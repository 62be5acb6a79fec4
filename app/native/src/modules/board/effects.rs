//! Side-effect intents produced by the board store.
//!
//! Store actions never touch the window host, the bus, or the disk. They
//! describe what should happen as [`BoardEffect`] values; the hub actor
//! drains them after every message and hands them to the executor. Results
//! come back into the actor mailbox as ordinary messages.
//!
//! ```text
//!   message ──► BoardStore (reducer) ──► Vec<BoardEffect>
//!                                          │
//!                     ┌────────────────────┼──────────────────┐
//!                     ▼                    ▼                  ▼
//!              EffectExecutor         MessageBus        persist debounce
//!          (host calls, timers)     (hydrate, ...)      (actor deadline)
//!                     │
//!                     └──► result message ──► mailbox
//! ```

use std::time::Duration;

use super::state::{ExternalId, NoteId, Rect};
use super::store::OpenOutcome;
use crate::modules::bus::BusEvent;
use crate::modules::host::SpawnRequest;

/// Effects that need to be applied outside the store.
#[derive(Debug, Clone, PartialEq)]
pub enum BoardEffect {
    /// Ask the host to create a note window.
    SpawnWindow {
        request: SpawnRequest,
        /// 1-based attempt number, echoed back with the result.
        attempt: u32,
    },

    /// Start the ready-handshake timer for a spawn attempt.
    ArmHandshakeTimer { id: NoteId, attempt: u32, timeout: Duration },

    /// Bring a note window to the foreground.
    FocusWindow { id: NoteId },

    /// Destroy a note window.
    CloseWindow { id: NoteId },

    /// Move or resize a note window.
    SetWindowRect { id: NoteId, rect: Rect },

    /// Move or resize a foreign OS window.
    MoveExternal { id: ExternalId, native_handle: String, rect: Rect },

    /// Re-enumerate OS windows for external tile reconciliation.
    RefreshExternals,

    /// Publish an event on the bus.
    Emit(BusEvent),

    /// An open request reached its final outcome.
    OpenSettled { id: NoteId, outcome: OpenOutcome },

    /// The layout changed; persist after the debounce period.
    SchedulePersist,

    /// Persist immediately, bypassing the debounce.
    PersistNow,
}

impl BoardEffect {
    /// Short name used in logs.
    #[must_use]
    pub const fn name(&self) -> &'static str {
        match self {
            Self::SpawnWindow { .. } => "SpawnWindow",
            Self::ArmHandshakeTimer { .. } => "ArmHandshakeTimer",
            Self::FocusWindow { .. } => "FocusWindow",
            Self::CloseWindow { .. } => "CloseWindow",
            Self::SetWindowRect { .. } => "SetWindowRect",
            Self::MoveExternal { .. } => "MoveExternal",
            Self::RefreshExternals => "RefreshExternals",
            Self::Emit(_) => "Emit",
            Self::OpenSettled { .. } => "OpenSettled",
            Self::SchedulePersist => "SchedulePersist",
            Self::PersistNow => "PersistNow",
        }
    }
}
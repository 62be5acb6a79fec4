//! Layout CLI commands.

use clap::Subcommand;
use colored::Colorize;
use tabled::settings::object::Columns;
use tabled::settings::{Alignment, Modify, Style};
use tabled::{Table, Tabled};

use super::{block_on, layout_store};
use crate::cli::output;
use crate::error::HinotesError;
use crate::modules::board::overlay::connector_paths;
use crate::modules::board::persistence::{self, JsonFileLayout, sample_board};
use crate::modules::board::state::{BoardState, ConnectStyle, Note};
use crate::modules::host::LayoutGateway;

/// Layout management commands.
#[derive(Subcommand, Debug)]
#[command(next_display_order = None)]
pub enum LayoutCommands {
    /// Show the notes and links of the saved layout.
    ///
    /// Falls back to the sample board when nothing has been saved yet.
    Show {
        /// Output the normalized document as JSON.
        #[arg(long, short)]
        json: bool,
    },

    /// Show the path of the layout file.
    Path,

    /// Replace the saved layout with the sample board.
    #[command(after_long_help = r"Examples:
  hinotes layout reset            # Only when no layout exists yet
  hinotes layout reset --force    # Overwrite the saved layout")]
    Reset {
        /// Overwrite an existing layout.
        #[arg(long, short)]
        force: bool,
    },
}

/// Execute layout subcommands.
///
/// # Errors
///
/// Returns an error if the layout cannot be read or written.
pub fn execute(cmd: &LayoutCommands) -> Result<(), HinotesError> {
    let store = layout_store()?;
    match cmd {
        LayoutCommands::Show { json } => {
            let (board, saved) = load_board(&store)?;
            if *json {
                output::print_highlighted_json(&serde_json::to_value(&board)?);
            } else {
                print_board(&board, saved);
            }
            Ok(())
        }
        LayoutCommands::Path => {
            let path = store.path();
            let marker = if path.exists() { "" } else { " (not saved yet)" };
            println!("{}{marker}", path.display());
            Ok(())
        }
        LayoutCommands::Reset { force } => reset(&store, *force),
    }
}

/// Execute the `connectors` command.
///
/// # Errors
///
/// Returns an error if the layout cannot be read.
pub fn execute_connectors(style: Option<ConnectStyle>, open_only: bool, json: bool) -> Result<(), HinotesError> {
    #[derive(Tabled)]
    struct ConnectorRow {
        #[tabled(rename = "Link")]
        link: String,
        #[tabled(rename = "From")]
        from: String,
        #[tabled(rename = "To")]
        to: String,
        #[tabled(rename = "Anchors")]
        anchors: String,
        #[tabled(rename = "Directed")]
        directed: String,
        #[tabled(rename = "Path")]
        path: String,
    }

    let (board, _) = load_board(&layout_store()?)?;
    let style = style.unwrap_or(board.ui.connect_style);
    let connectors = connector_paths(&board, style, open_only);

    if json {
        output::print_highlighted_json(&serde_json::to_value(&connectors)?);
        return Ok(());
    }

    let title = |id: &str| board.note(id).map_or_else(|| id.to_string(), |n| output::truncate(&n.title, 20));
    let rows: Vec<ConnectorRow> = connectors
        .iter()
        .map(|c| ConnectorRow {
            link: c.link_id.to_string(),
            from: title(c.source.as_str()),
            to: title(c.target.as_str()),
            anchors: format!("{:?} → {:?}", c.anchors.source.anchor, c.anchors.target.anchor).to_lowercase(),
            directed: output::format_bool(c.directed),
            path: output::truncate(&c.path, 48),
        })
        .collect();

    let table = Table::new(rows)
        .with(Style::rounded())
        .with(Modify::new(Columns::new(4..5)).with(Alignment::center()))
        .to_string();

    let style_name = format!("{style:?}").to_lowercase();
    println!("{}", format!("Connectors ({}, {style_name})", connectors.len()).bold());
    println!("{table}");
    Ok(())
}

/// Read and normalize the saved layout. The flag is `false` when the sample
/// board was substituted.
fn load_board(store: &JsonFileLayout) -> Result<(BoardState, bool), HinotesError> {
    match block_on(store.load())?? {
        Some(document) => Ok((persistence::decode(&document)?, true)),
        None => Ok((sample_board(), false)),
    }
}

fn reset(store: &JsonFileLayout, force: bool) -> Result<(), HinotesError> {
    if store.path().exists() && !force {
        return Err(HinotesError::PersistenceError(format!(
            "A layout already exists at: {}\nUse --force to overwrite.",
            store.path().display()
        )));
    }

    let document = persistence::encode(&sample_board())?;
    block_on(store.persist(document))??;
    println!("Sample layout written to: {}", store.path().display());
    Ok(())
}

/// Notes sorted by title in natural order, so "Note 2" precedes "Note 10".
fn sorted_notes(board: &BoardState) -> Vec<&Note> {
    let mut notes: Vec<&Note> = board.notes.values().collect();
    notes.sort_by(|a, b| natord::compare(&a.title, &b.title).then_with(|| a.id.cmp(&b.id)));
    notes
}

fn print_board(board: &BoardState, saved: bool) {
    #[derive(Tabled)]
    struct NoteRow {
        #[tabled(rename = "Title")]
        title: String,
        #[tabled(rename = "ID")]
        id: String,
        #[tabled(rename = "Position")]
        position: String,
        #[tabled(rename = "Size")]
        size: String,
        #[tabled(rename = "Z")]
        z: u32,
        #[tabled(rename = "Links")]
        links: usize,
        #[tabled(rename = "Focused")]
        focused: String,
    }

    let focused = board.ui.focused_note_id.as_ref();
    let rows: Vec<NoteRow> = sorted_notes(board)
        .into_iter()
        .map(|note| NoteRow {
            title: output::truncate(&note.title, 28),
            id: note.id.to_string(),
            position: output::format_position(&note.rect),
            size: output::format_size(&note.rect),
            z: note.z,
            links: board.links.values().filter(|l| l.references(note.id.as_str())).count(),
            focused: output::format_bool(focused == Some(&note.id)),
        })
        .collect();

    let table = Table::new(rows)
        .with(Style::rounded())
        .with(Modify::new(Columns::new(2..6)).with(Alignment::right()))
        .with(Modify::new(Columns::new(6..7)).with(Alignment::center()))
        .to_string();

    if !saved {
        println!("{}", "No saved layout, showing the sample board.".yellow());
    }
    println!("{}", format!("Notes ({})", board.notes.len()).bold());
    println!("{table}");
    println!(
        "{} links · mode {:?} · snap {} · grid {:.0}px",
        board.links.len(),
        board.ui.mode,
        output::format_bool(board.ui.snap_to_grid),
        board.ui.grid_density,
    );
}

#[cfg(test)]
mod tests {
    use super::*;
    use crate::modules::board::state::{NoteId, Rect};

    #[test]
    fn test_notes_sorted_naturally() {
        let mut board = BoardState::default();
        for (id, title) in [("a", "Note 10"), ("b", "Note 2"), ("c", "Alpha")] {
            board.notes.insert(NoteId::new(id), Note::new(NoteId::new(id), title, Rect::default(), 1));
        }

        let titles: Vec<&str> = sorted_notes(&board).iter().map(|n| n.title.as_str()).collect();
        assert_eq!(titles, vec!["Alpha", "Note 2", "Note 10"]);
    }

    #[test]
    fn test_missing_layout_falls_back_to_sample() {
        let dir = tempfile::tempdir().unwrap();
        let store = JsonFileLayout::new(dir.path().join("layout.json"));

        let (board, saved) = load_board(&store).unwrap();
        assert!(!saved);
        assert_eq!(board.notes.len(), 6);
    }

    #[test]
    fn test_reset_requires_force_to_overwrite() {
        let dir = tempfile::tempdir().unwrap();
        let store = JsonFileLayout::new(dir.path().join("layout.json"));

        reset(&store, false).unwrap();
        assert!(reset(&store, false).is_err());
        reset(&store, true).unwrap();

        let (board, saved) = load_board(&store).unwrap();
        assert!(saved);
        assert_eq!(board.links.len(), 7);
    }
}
####
What you have to do –
I need every line of the data that has the word "PersistNow"; please list them.

Written solution –
    PersistNow,
            Self::PersistNow => "PersistNow",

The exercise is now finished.